Isso significa dizer que a coisa julgada individual em matéria tributária de relações de trato continuado somente perderá eficácia (perder efeitos) quando houver um novo precedente judicial com efeitos erga omnes, que configure uma mudança de entendimento, que caracteriza uma nova interpretação pelo Judiciário do mesmo tema, tudo isso tendo como objetivo trazer unicidade de julgados e aplicação dos Princípio da Igualdade e Livre Concorrência.

 

Quanto a modulação de efeitos, o limite temporal ficou fixado como a data da publicação da ata de julgamento da decisão pacificadora do Supremo, ou seja, os limites da coisa julgada só podem ter efeitos cessados, após a publicação da ata de julgamento do STF que, em controle de constitucionalidade com efeitos erga omnes, altere o entendimento do tema, sem efeitos retroativos, nesse sentido. O novo posicionamento firmado pelo STF deverá ser aplicado com efeito apenas futuros (ex nunc), respeitado, de acordo com cada tributo, a necessidade de observância do princípio da anterioridade (anual ou nonagesimal).

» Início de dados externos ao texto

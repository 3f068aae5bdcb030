use compositekey_core::{
    stmt::{CompositeKey, InsertQuery, Query, UpdateQuery, Value},
    Connection, Error, Result,
};
use compositekey_sql::Serializer;

use tracing::debug;

/// Compiles statements and runs them on a connection.
#[derive(Debug)]
pub struct Executor<'a, C> {
    serializer: Serializer<'a>,
    conn: C,
}

impl<'a, C: Connection> Executor<'a, C> {
    /// Compiles against the connection's capabilities.
    pub fn new(serializer: Serializer<'a>, conn: C) -> Executor<'a, C> {
        let capability = conn.capability().clone();

        Executor {
            serializer: serializer.with_capability(capability),
            conn,
        }
    }

    pub fn serializer(&self) -> &Serializer<'a> {
        &self.serializer
    }

    pub fn connection(&mut self) -> &mut C {
        &mut self.conn
    }

    pub fn into_connection(self) -> C {
        self.conn
    }

    pub fn fetch(&mut self, query: &mut Query) -> Result<Vec<Vec<Value>>> {
        let stmt = self.serializer.select(query)?;
        self.conn.query(&stmt.sql, &stmt.params)
    }

    /// Runs every statement of the update and returns the rows affected by
    /// the first one.
    pub fn update(&mut self, update: &mut UpdateQuery) -> Result<u64> {
        let stmts = self.serializer.update(update, &mut self.conn)?;

        let mut affected = None;
        for stmt in stmts {
            let count = self.conn.execute(&stmt.sql, &stmt.params)?;
            debug!(sql = %stmt.sql, rows = count, "executed UPDATE");
            affected.get_or_insert(count);
        }

        Ok(affected.unwrap_or(0))
    }

    /// Runs the insert. With `return_id` on a backend that returns generated
    /// keys, yields the new primary key.
    pub fn insert(&mut self, insert: &InsertQuery) -> Result<Option<Value>> {
        let stmts = self.serializer.insert(insert)?;
        let cx = self.serializer.context();

        if insert.return_id && cx.capability.can_return_id_from_insert {
            let Some(stmt) = stmts.first() else {
                return Ok(None);
            };

            let pk = cx.schema.pk(insert.query.model);
            let Some(row) = self.conn.query(&stmt.sql, &stmt.params)?.into_iter().next() else {
                return Ok(None);
            };

            return if pk.column.is_composite() {
                Ok(Some(Value::Composite(CompositeKey::assemble(pk, row)?)))
            } else {
                let [id] = <[Value; 1]>::try_from(row).map_err(|row| Error::arity(1, row.len()))?;
                Ok(Some(id))
            };
        }

        for stmt in stmts {
            let count = self.conn.execute(&stmt.sql, &stmt.params)?;
            debug!(sql = %stmt.sql, rows = count, "executed INSERT");
        }

        Ok(None)
    }
}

A análise sobre modulação de efeitos gerou diversas dúvidas e até mesmo algumas polêmicas sobre a retroatividade ou não das decisões. Isso ocorreu porque os recursos atuais julgados agora pelo STF sobre a coisa julgada refletiam situação de coisa julgada material firmada em 1992 e a alteração de entendimento do tema pelo STF em decisão erga omnes proferida somente em 2007. Tal ponto foi objeto de longa discussão entre os Ministro durante o julgamento, sendo a maioria do entendimento de que a decisão proferida em sede de controle de constitucionalidade incidental com necessária repercussão geral e em controle concentrado (ADC, ADI e RE com repercussão geral) são decisões de amplo conhecimento e possuem aplicação imediata, de tal modo que, como no caso analisado já estava diante de uma decisão em ADI proferida em 2007, seus efeitos, desde então, já afetaram a coisa julgada matéria tributária.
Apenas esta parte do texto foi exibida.